In any clinical trial conduct, recording and storing data in a controlled, consistent, and reproducible manner for data retrieval and analysis is a necessity for regulatory compliance and clinical study success.
Medical coding is the classification of multiple similar verbatim terms, using a validated medical (or medication-based) dictionary supplied by the customer, or under license by the relevant licensing bodies (MSSO, Uppsala), in order to produce a statistically quantifiable count of all similar terms in a given database.
Along with data entry, validation, data processing, reconciliation, external data load, and many more clinical data management related activities performed in Clinical Data Management systems (CDMS), medical coding is performed to facilitate the summarising and analysis of certain sets of data (e.g. Adverse Events, Medical History records, Concomitant Medications etc.). To provide control and consistency, a variety of medical coding dictionaries may be used to process, analyse, and report collected data. The coded variables/terms are used by sponsors/medical monitors to review the events and medications throughout the study as appropriate.
Study statisticians and medical writing groups use the coding reports to get the quantitative numbers which is included in the corresponding sections of the TLFs (Tables, Listings & Figures) generated for the study which is eventually reflected in the Clinical Study Report (CSR) created for regulatory submission.
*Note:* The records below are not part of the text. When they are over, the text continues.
//! DOT format utilities for diagram emission.

use std::fmt::Write;

use iamgraph_model::{NodeKind, ResourceKind};

/// Map NodeKind to DOT shape.
///
/// The shape stands in for the original icon set: groups read as folders,
/// users as plain ovals, resources as service-flavored solids.
pub fn shape_for_kind(kind: NodeKind) -> &'static str {
    match kind {
        NodeKind::Group => "tab",
        NodeKind::User => "ellipse",
        NodeKind::Resource(ResourceKind::Database) => "cylinder",
        NodeKind::Resource(ResourceKind::Storage) => "folder",
        NodeKind::Resource(_) => "box3d",
    }
}

/// Map NodeKind to DOT fill color.
pub fn fill_for_kind(kind: NodeKind) -> &'static str {
    match kind {
        NodeKind::Group => "#ffe6cc",
        NodeKind::User => "#dae8fc",
        NodeKind::Resource(_) => "#d5e8d4",
    }
}

/// Sanitize a string to be a valid DOT identifier.
/// Replaces any non-alphanumeric character with underscore.
pub fn sanitize_id(input: &str) -> String {
    input
        .chars()
        .map(|c| if c.is_ascii_alphanumeric() { c } else { '_' })
        .collect()
}

/// Escape special characters for DOT labels.
pub fn escape_label(input: &str) -> String {
    input
        .replace('\\', "\\\\")
        .replace('"', "\\\"")
        .replace('\n', "\\n")
}

/// Write indentation to output.
pub fn write_indent(output: &mut String, level: usize) {
    for _ in 0..level {
        output.push_str("  ");
    }
}

/// A DOT graph builder for constructing valid DOT output.
pub struct DotBuilder {
    output: String,
    indent: usize,
}

impl DotBuilder {
    /// Open a new digraph with the given (already sanitized) name.
    pub fn new(name: &str) -> Self {
        let mut output = String::with_capacity(4096);
        let _ = writeln!(output, "digraph {name} {{");
        Self { output, indent: 1 }
    }

    /// Add a graph attribute.
    pub fn attr(&mut self, key: &str, value: &str) -> &mut Self {
        write_indent(&mut self.output, self.indent);
        let _ = writeln!(self.output, "{}=\"{}\";", key, escape_label(value));
        self
    }

    /// Add a node default-attribute block.
    pub fn node_defaults(&mut self, attrs: &[(&str, &str)]) -> &mut Self {
        self.defaults_block("node", attrs)
    }

    /// Add an edge default-attribute block.
    pub fn edge_defaults(&mut self, attrs: &[(&str, &str)]) -> &mut Self {
        self.defaults_block("edge", attrs)
    }

    fn defaults_block(&mut self, target: &str, attrs: &[(&str, &str)]) -> &mut Self {
        write_indent(&mut self.output, self.indent);
        let _ = write!(self.output, "{target} [");
        write_attr_list(&mut self.output, attrs);
        self.output.push_str("];\n");
        self
    }

    /// Add a blank line for readability.
    pub fn blank(&mut self) -> &mut Self {
        self.output.push('\n');
        self
    }

    /// Add a simple node with just an ID and label.
    pub fn node(&mut self, id: &str, label: &str) -> &mut Self {
        write_indent(&mut self.output, self.indent);
        let _ = writeln!(self.output, "{}[label=\"{}\"];", id, escape_label(label));
        self
    }

    /// Add a node with full attributes.
    pub fn node_full(&mut self, id: &str, attrs: &[(&str, &str)]) -> &mut Self {
        write_indent(&mut self.output, self.indent);
        let _ = write!(self.output, "{id}[");
        write_attr_list(&mut self.output, attrs);
        self.output.push_str("];\n");
        self
    }

    /// Add an edge, attributed when `attrs` is non-empty.
    pub fn edge(&mut self, from: &str, to: &str, attrs: &[(&str, &str)]) -> &mut Self {
        write_indent(&mut self.output, self.indent);
        if attrs.is_empty() {
            let _ = writeln!(self.output, "{from} -> {to};");
        } else {
            let _ = write!(self.output, "{from} -> {to} [");
            write_attr_list(&mut self.output, attrs);
            self.output.push_str("];\n");
        }
        self
    }

    /// Close the digraph and return the finished DOT text.
    pub fn finish(mut self) -> String {
        self.output.push_str("}\n");
        self.output
    }
}

fn write_attr_list(output: &mut String, attrs: &[(&str, &str)]) {
    for (i, (key, value)) in attrs.iter().enumerate() {
        if i > 0 {
            output.push_str(", ");
        }
        let _ = write!(output, "{}=\"{}\"", key, escape_label(value));
    }
}

#[cfg(test)]
mod tests {
    use super::*;

    #[test]
    fn test_sanitize_id() {
        assert_eq!(sanitize_id("Group6 Platform - IAM"), "Group6_Platform___IAM");
        assert_eq!(sanitize_id("already_fine_42"), "already_fine_42");
    }

    #[test]
    fn test_escape_label() {
        assert_eq!(escape_label("a\nb"), "a\\nb");
        assert_eq!(escape_label(r#"say "hi""#), r#"say \"hi\""#);
        assert_eq!(escape_label(r"back\slash"), r"back\\slash");
    }

    #[test]
    fn test_builder_output() {
        let mut b = DotBuilder::new("demo");
        b.attr("rankdir", "LR");
        b.node("n0", "Admins");
        b.edge("n0", "n1", &[("style", "bold"), ("color", "red")]);
        b.edge("n1", "n2", &[]);
        let dot = b.finish();

        assert!(dot.starts_with("digraph demo {\n"));
        assert!(dot.contains("  rankdir=\"LR\";\n"));
        assert!(dot.contains("  n0[label=\"Admins\"];\n"));
        assert!(dot.contains("  n0 -> n1 [style=\"bold\", color=\"red\"];\n"));
        assert!(dot.contains("  n1 -> n2;\n"));
        assert!(dot.ends_with("}\n"));
    }

    #[test]
    fn test_shape_mapping() {
        assert_eq!(shape_for_kind(NodeKind::Group), "tab");
        assert_eq!(shape_for_kind(NodeKind::Resource(ResourceKind::Database)), "cylinder");
        assert_eq!(shape_for_kind(NodeKind::Resource(ResourceKind::Compute)), "box3d");
    }
}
With multiple versions of medical dictionaries released by the managing bodies every year, processes must be established for managing the release of multiple versions of the same dictionary, handling different dictionaries or versions that have been used, and integrating data coded with different dictionaries or versions.
Two of the most commonly used dictionaries are:
MedDRA: Coding of Adverse Events and Medical History events using this dictionary is required to group data for meaningful analysis. MedDRA is the ICH-developed and recommended dictionary for all medical events captured in clinical trials, including, but not limited to, AEs and medical history terms etc. MedDRA has multi-axial functionality and provides multiple levels of terms and codes which require a distinct understanding by the coder to pick the correct code. Coders and reviewers of medical information must have an understanding of the flexibility of MedDRA as well the implications that its storage and implementation can have on safety reporting.
The levels of terms used in MedDRA are as follows:
MSSO (Maintenance and Support Services Organisation) is the organisation responsible for publishing and maintaining MedDRA. MSSO releases two versions annually:
The upgradation mainly covers retirement of terms, addition of new terms identified and approved, and updating of the assignments to SOC and consistency of available terminology. In MedDRA, a preferred term (PT) may be associated with multiple SOCs. However, each PT is associated with only one primary SOC.
The latest available version of MedDRA is 27.1 which was available from 1st September 2024. Coding specialists can be certified via the MSSO Certified MedDRA Coder (CMC) exam.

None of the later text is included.